--- What needs to be done ---
Report every line of the data where the string "tables" appears.

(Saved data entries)

****

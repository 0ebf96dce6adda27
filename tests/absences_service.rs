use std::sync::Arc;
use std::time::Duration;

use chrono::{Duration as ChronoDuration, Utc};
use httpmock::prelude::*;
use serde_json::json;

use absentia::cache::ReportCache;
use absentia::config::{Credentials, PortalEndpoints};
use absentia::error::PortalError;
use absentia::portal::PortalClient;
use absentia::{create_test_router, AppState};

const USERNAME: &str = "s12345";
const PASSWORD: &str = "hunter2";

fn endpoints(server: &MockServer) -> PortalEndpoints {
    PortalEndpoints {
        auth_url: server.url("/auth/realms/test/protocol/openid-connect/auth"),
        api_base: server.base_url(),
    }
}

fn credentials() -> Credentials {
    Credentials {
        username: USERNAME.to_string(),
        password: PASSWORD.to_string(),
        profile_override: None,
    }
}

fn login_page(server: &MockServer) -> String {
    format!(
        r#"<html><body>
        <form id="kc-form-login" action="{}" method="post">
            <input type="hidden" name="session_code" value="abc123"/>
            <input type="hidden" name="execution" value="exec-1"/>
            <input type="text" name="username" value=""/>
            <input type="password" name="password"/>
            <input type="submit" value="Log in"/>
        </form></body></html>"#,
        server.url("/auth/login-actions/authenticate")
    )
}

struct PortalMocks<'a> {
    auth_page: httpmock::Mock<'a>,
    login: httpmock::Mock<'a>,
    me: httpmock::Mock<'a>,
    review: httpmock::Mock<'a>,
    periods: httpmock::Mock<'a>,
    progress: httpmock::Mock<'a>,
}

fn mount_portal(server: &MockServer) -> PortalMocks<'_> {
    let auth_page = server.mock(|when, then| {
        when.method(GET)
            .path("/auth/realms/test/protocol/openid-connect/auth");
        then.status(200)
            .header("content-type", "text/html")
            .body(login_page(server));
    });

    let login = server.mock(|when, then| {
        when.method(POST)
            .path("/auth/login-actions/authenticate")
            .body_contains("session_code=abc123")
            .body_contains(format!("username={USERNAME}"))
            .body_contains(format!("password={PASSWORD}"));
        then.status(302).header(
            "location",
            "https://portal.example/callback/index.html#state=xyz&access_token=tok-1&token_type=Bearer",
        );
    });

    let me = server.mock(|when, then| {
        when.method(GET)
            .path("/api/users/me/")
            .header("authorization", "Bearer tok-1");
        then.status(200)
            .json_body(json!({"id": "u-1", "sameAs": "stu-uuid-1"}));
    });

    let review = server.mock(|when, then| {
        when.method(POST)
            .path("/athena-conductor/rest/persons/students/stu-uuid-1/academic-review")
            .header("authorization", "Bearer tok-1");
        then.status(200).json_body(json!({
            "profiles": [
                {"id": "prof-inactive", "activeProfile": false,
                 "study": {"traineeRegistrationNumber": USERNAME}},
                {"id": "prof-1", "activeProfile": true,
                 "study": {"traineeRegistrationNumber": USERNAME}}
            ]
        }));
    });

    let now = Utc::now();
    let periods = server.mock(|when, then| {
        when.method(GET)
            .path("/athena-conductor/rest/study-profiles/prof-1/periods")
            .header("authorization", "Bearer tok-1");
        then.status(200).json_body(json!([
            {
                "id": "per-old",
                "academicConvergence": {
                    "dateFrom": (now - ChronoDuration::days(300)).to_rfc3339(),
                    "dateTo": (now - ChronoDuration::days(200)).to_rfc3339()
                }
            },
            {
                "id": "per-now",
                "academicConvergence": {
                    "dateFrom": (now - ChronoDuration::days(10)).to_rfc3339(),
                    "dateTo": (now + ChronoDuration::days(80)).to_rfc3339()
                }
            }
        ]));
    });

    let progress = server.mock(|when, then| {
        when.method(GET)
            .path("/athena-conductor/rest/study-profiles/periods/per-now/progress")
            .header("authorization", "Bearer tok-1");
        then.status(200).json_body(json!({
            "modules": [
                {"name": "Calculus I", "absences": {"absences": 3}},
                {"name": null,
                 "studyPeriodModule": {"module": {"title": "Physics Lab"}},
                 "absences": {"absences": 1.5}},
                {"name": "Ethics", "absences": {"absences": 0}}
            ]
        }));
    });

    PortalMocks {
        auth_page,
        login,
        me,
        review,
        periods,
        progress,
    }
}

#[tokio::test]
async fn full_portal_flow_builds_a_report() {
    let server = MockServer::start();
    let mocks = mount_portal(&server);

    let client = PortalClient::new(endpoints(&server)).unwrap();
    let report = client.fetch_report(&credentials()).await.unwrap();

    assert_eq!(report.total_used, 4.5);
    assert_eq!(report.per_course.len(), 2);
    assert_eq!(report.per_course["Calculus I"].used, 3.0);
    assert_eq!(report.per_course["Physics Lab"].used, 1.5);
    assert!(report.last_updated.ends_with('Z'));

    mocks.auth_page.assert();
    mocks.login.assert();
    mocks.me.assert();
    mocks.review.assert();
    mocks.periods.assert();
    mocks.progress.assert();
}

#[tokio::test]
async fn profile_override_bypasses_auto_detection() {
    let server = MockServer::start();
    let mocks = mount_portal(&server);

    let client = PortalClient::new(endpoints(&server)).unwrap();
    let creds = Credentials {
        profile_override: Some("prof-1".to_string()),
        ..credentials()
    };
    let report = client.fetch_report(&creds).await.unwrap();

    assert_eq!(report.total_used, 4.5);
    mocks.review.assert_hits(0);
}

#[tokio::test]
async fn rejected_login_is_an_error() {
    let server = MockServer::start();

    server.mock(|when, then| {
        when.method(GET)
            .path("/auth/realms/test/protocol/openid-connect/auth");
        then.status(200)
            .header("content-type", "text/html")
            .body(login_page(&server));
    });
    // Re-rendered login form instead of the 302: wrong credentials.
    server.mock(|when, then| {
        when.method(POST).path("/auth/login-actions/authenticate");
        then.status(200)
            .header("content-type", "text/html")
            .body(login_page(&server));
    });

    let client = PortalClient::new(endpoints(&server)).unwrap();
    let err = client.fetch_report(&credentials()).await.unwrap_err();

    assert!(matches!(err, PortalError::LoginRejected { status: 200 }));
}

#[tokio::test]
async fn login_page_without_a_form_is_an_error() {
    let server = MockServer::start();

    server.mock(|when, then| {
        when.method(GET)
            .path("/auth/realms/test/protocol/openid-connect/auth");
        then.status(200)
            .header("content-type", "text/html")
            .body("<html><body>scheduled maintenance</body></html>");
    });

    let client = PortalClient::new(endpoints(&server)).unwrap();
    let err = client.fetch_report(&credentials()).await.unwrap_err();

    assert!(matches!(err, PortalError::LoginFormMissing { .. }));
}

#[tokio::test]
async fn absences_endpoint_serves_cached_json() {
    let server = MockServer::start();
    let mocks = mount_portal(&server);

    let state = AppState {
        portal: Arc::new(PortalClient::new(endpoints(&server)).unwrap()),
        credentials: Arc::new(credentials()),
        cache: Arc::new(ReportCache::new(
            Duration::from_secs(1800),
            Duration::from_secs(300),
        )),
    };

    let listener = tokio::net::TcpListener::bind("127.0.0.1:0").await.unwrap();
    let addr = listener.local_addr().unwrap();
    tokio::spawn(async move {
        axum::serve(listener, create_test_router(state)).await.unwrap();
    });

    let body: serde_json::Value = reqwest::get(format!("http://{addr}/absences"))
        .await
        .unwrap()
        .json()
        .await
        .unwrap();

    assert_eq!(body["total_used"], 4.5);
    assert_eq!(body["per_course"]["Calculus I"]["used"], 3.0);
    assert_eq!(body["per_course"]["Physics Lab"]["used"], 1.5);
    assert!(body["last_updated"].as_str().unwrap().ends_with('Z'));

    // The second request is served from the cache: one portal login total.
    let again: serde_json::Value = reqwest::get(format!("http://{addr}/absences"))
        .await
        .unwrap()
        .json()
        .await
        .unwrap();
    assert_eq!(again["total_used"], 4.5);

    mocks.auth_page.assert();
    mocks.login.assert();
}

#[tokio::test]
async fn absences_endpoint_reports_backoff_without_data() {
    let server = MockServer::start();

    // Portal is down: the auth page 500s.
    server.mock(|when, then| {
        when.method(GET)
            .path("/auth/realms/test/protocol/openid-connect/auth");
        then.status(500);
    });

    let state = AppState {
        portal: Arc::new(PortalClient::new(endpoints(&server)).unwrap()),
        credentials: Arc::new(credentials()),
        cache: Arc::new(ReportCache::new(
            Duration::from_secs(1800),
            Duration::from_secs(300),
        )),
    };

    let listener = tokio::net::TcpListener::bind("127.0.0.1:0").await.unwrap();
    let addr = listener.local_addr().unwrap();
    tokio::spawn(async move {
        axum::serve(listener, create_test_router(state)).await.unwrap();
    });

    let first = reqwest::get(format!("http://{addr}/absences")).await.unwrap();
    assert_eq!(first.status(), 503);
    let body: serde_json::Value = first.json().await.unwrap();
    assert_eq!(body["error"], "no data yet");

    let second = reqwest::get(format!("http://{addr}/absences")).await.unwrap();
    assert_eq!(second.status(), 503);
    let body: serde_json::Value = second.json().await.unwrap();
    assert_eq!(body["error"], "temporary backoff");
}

****

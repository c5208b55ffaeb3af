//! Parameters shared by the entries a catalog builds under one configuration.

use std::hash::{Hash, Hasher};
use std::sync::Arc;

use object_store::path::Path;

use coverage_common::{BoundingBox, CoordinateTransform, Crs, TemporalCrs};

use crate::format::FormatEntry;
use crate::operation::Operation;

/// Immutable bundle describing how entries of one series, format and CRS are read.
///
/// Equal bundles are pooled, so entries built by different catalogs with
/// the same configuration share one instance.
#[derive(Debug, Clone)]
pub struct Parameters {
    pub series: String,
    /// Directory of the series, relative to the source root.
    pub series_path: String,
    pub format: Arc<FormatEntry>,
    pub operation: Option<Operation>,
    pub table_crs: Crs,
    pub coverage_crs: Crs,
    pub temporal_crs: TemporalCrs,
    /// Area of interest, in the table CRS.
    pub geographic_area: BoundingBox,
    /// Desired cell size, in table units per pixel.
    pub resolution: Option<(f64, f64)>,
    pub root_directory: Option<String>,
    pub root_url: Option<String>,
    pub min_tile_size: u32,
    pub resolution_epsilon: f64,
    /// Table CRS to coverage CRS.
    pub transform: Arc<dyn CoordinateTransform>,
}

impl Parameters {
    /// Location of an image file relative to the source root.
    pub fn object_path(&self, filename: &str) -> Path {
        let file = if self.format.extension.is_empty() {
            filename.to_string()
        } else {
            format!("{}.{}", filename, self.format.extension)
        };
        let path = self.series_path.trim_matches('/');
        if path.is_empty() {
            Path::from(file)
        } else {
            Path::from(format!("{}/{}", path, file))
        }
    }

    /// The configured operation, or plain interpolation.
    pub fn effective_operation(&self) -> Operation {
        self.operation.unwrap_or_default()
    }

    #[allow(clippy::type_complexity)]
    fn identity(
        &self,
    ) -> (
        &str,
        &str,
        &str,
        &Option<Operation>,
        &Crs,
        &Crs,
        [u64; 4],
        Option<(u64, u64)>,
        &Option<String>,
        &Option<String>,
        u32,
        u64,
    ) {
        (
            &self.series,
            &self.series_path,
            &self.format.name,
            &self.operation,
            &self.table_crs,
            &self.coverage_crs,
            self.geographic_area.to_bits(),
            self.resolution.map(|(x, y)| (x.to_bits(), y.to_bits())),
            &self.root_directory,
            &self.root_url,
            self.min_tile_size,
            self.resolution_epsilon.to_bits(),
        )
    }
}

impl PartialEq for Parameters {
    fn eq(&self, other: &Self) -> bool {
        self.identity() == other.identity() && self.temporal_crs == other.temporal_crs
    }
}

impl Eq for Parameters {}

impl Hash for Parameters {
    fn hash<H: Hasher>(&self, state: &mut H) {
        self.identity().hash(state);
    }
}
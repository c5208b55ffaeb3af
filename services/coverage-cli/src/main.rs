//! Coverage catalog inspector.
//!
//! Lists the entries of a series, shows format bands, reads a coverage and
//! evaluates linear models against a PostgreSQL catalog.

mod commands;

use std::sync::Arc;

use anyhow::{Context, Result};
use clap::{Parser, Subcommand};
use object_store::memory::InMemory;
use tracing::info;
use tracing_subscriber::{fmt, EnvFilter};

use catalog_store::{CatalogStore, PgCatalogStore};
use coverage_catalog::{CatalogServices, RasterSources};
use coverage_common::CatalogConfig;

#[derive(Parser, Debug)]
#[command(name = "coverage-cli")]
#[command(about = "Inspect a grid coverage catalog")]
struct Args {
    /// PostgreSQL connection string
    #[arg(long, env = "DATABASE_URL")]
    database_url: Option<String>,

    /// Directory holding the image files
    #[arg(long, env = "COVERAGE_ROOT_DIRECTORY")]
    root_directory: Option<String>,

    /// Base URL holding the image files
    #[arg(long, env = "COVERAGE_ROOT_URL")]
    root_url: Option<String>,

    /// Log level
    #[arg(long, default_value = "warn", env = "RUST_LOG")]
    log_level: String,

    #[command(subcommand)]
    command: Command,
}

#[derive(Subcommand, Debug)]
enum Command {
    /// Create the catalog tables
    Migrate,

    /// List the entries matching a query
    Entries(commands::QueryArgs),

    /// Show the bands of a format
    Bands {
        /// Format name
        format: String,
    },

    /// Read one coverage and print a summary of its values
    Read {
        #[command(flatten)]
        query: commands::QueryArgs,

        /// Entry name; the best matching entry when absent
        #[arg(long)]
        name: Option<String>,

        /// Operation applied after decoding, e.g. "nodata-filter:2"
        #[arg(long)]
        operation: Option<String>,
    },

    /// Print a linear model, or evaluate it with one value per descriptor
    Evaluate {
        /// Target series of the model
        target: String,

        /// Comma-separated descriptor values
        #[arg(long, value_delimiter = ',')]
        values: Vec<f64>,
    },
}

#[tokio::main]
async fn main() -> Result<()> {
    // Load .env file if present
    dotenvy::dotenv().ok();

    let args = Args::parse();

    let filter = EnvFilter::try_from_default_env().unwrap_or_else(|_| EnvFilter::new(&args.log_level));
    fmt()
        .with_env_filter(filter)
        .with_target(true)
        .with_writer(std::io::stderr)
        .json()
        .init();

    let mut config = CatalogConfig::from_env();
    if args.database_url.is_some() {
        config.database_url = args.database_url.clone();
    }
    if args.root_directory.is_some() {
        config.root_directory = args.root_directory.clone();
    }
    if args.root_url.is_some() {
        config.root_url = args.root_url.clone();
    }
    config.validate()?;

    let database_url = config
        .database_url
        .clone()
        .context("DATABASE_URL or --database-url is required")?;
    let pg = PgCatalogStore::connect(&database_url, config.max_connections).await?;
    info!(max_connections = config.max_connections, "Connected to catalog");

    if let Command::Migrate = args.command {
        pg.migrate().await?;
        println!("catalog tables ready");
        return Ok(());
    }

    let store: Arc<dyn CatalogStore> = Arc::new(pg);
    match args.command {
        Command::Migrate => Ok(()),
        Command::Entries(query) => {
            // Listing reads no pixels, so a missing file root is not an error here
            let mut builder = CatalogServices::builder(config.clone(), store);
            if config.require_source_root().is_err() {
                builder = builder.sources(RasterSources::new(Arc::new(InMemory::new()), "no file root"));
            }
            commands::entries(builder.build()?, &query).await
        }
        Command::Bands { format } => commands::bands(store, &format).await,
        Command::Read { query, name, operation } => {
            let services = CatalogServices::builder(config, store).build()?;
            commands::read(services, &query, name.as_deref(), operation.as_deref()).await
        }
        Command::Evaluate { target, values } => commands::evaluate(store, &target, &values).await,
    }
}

****

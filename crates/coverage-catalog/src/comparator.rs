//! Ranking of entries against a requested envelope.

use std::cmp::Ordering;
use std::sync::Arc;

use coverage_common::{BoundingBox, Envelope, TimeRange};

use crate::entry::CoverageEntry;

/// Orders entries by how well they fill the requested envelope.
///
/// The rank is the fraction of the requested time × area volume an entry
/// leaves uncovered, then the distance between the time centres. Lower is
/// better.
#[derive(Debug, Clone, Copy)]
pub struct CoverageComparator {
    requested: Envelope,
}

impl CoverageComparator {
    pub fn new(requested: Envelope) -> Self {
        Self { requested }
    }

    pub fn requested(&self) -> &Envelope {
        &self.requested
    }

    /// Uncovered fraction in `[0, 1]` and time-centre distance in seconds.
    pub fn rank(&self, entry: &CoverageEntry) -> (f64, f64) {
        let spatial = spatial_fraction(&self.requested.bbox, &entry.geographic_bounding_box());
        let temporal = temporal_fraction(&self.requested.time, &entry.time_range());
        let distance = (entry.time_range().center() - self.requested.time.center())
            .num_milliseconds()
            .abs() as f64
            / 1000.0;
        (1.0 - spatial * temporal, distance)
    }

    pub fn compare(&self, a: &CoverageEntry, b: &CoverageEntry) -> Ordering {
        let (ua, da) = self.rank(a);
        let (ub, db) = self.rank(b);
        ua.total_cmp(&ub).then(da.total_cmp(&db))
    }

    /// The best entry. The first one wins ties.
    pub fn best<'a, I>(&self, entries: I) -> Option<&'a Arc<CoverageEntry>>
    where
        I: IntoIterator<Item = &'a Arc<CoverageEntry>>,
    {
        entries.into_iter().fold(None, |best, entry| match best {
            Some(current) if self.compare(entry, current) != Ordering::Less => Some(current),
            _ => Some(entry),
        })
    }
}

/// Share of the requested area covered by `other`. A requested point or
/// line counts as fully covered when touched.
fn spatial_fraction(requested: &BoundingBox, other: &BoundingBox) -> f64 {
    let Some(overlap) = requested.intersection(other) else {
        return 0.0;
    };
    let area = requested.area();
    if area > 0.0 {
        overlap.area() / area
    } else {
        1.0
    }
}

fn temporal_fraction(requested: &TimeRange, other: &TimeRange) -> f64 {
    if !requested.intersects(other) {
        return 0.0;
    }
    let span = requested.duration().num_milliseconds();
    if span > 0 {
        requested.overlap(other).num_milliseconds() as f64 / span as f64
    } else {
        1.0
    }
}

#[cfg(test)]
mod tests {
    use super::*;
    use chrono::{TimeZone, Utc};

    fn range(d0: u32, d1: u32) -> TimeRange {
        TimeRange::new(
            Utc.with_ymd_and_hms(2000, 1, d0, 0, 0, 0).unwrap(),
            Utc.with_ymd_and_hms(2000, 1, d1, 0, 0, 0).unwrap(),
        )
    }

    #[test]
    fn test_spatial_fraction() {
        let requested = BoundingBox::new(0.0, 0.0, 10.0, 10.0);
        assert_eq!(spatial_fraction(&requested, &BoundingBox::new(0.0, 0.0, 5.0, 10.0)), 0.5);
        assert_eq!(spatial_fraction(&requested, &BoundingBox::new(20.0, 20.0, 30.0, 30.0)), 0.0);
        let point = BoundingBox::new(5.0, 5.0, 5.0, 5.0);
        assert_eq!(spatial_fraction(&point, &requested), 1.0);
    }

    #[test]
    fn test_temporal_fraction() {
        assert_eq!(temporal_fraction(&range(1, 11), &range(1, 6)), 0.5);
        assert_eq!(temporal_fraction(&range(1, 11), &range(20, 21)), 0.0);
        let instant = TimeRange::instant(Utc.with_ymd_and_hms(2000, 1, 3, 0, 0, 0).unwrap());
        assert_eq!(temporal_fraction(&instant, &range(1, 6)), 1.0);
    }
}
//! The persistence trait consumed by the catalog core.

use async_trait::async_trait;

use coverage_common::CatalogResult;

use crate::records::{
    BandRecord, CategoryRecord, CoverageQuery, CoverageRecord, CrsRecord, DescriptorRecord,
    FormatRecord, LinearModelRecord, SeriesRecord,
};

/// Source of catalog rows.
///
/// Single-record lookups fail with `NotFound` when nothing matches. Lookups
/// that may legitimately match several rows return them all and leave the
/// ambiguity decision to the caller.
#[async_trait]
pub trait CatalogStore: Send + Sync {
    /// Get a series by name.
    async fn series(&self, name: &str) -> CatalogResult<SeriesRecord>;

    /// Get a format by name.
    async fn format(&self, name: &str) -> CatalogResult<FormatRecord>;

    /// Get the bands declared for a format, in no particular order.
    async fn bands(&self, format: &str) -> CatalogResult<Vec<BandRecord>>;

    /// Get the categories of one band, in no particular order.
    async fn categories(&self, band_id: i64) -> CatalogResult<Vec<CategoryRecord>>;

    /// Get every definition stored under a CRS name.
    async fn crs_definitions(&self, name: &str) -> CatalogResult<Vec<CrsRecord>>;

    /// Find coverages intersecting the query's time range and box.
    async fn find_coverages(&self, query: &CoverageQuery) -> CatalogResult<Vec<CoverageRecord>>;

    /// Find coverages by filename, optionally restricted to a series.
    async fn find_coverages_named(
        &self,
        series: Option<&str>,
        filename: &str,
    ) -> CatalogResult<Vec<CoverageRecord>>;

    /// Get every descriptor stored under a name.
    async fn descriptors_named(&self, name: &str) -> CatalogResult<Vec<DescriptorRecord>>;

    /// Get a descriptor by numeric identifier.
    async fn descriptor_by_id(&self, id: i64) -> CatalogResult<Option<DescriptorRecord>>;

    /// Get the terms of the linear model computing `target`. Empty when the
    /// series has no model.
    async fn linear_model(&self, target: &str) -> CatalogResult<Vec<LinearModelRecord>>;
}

****

--- Response below ---
    /// Create the catalog tables
        println!("catalog tables ready");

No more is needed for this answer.